# [Activity]
Each line from the opening of the records that follow to the line with "Top-level error type" needs to be written out exactly. Add nothing.

# [Material provided]
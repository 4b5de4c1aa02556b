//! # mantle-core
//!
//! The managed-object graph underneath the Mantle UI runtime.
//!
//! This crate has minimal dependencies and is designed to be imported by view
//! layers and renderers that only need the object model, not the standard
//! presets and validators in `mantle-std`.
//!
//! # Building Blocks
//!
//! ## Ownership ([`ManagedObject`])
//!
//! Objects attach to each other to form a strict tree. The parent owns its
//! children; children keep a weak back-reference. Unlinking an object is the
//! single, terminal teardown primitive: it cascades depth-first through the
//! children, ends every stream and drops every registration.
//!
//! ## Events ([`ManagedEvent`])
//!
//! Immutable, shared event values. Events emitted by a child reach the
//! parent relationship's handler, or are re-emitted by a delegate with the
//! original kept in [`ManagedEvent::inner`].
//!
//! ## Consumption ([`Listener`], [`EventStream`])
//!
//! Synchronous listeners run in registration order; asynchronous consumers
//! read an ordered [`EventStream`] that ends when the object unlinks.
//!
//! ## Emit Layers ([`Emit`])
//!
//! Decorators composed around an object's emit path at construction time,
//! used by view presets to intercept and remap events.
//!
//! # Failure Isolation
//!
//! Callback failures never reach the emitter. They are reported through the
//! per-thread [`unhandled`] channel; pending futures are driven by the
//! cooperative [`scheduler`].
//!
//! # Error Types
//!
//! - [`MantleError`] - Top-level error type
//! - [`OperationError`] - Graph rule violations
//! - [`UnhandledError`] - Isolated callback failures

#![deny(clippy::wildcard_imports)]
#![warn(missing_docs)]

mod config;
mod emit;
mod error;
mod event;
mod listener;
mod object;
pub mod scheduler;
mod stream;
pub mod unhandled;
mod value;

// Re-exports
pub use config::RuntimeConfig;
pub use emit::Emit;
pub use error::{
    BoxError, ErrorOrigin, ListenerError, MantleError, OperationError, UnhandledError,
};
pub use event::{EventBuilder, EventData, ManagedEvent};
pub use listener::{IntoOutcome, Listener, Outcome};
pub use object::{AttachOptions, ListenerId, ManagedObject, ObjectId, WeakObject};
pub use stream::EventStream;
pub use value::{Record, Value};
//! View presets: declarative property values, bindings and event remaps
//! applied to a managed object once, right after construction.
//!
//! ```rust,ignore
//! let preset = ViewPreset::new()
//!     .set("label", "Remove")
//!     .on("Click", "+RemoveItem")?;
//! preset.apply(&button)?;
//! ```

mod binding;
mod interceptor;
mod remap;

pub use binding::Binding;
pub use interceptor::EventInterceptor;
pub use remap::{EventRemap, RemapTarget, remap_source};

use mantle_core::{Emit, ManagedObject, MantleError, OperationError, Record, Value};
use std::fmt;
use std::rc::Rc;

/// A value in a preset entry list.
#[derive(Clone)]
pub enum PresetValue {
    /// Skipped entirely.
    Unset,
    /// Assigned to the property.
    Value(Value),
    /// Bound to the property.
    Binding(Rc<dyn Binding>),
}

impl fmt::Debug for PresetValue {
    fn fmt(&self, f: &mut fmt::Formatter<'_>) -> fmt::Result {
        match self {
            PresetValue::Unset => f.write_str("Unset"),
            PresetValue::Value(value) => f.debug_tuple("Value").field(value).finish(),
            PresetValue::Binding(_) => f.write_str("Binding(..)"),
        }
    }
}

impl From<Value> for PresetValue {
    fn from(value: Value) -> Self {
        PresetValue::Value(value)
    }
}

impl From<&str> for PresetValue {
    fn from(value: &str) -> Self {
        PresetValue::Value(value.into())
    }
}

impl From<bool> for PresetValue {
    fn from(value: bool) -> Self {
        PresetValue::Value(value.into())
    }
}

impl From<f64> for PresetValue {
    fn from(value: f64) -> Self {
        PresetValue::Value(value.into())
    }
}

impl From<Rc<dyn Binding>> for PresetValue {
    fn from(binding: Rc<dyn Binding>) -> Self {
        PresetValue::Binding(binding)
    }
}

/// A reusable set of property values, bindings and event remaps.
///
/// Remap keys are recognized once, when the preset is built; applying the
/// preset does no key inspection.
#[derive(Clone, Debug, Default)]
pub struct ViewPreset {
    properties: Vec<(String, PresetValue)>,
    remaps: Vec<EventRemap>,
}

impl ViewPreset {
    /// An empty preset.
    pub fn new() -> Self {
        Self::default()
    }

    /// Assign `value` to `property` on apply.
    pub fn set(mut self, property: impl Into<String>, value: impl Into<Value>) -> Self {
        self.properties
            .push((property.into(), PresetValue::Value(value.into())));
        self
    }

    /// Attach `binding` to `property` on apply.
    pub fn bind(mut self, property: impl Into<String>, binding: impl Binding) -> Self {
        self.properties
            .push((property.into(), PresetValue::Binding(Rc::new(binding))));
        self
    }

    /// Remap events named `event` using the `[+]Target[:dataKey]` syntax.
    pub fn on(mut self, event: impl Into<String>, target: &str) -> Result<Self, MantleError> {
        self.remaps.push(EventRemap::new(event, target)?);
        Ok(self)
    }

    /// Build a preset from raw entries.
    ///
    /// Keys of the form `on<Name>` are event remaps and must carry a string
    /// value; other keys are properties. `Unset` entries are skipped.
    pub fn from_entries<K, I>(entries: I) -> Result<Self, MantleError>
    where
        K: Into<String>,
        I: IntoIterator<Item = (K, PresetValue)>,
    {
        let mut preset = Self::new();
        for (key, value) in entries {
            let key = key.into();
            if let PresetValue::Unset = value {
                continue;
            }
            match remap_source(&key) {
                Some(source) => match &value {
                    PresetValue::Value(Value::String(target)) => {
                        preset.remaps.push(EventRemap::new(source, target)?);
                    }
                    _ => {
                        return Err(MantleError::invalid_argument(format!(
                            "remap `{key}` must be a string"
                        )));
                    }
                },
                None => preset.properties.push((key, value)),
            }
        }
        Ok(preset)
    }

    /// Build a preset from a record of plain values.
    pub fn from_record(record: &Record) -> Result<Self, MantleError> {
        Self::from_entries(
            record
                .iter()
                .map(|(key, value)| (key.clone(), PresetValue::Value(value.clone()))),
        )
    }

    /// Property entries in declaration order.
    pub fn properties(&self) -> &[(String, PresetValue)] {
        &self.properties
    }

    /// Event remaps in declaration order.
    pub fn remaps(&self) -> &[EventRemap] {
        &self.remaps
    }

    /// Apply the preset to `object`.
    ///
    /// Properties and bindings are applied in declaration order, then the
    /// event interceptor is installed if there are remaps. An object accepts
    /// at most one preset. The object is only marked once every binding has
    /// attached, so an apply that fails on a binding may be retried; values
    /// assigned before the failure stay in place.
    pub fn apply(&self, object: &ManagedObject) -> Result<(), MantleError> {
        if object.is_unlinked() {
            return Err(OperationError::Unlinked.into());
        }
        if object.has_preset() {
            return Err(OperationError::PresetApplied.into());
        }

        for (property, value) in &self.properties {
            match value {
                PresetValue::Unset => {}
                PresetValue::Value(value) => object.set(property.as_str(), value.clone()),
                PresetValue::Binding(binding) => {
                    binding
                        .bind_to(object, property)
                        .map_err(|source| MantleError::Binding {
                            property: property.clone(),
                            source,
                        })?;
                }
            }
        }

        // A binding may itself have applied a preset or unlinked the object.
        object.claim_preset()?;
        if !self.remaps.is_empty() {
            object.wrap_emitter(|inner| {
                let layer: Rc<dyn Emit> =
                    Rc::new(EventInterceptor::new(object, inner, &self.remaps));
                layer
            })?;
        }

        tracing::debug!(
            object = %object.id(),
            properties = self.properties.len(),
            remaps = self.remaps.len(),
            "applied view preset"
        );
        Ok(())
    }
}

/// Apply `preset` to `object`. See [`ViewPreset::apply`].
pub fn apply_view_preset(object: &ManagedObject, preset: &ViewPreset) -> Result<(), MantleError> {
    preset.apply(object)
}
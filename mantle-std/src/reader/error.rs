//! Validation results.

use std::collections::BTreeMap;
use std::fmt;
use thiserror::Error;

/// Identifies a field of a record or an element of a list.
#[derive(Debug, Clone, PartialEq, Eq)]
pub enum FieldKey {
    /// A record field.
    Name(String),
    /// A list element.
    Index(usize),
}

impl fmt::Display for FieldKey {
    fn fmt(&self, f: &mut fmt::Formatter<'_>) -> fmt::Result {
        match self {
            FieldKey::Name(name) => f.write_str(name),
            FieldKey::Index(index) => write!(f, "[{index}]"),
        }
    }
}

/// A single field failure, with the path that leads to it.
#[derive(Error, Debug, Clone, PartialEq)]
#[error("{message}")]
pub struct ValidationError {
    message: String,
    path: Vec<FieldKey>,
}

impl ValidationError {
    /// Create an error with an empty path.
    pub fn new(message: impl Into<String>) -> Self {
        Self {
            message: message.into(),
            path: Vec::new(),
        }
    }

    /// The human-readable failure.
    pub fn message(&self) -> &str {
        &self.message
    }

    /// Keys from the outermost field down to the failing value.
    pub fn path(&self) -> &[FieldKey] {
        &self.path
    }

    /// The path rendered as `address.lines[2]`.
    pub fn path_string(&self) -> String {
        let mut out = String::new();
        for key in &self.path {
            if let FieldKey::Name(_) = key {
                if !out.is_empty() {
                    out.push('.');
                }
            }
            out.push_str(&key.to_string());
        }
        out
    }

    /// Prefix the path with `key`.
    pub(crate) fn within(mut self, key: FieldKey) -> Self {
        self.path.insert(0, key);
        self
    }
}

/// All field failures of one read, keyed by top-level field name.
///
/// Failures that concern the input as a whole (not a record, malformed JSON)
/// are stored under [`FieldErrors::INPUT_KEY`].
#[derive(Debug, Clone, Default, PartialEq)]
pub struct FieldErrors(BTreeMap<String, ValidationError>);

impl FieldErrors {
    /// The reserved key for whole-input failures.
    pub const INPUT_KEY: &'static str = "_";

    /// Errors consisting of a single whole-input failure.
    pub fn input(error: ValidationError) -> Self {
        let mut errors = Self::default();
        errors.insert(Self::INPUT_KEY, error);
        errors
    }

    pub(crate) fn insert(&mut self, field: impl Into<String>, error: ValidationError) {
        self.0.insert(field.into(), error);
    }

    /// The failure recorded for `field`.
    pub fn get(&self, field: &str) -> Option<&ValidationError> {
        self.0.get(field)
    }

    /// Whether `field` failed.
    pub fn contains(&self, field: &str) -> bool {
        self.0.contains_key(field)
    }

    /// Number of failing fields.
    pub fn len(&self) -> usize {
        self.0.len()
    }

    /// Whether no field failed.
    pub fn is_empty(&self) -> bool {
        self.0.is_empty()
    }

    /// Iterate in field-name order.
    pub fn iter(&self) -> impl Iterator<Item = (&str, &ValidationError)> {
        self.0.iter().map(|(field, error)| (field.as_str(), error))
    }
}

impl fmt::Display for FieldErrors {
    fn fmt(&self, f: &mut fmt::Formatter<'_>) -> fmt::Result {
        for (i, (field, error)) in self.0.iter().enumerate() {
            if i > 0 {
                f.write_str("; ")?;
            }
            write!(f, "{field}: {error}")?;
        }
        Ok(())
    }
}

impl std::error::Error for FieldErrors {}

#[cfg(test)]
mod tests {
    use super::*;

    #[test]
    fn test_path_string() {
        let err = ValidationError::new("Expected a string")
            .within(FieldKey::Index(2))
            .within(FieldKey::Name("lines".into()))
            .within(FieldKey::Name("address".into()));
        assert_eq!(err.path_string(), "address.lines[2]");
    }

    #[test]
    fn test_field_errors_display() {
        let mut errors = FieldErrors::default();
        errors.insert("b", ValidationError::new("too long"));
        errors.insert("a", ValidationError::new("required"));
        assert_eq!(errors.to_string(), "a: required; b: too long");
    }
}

# [Your solution]
repository 4b5de4c1aa02556b
//! # mantle-core
//!
//! The managed-object graph underneath the Mantle UI runtime.
//!
//! This crate has minimal dependencies and is designed to be imported by view
//! layers and renderers that only need the object model, not the standard
//! presets and validators in `mantle-std`.
//!
//! # Building Blocks
//!
//! ## Ownership ([`ManagedObject`])
//!
//! Objects attach to each other to form a strict tree. The parent owns its
//! children; children keep a weak back-reference. Unlinking an object is the
//! single, terminal teardown primitive: it cascades depth-first through the
//! children, ends every stream and drops every registration.
//!
//! ## Events ([`ManagedEvent`])
//!
//! Immutable, shared event values. Events emitted by a child reach the
//! parent relationship's handler, or are re-emitted by a delegate with the
//! original kept in [`ManagedEvent::inner`].
//!
//! ## Consumption ([`Listener`], [`EventStream`])
//!
//! Synchronous listeners run in registration order; asynchronous consumers
//! read an ordered [`EventStream`] that ends when the object unlinks.
//!
//! ## Emit Layers ([`Emit`])
//!
//! Decorators composed around an object's emit path at construction time,
//! used by view presets to intercept and remap events.
//!
//! # Failure Isolation
//!
//! Callback failures never reach the emitter. They are reported through the
//! per-thread [`unhandled`] channel; pending futures are driven by the
//! cooperative [`scheduler`].
//!
//! # Error Types
//!
//! - [`MantleError`] - Top-level error type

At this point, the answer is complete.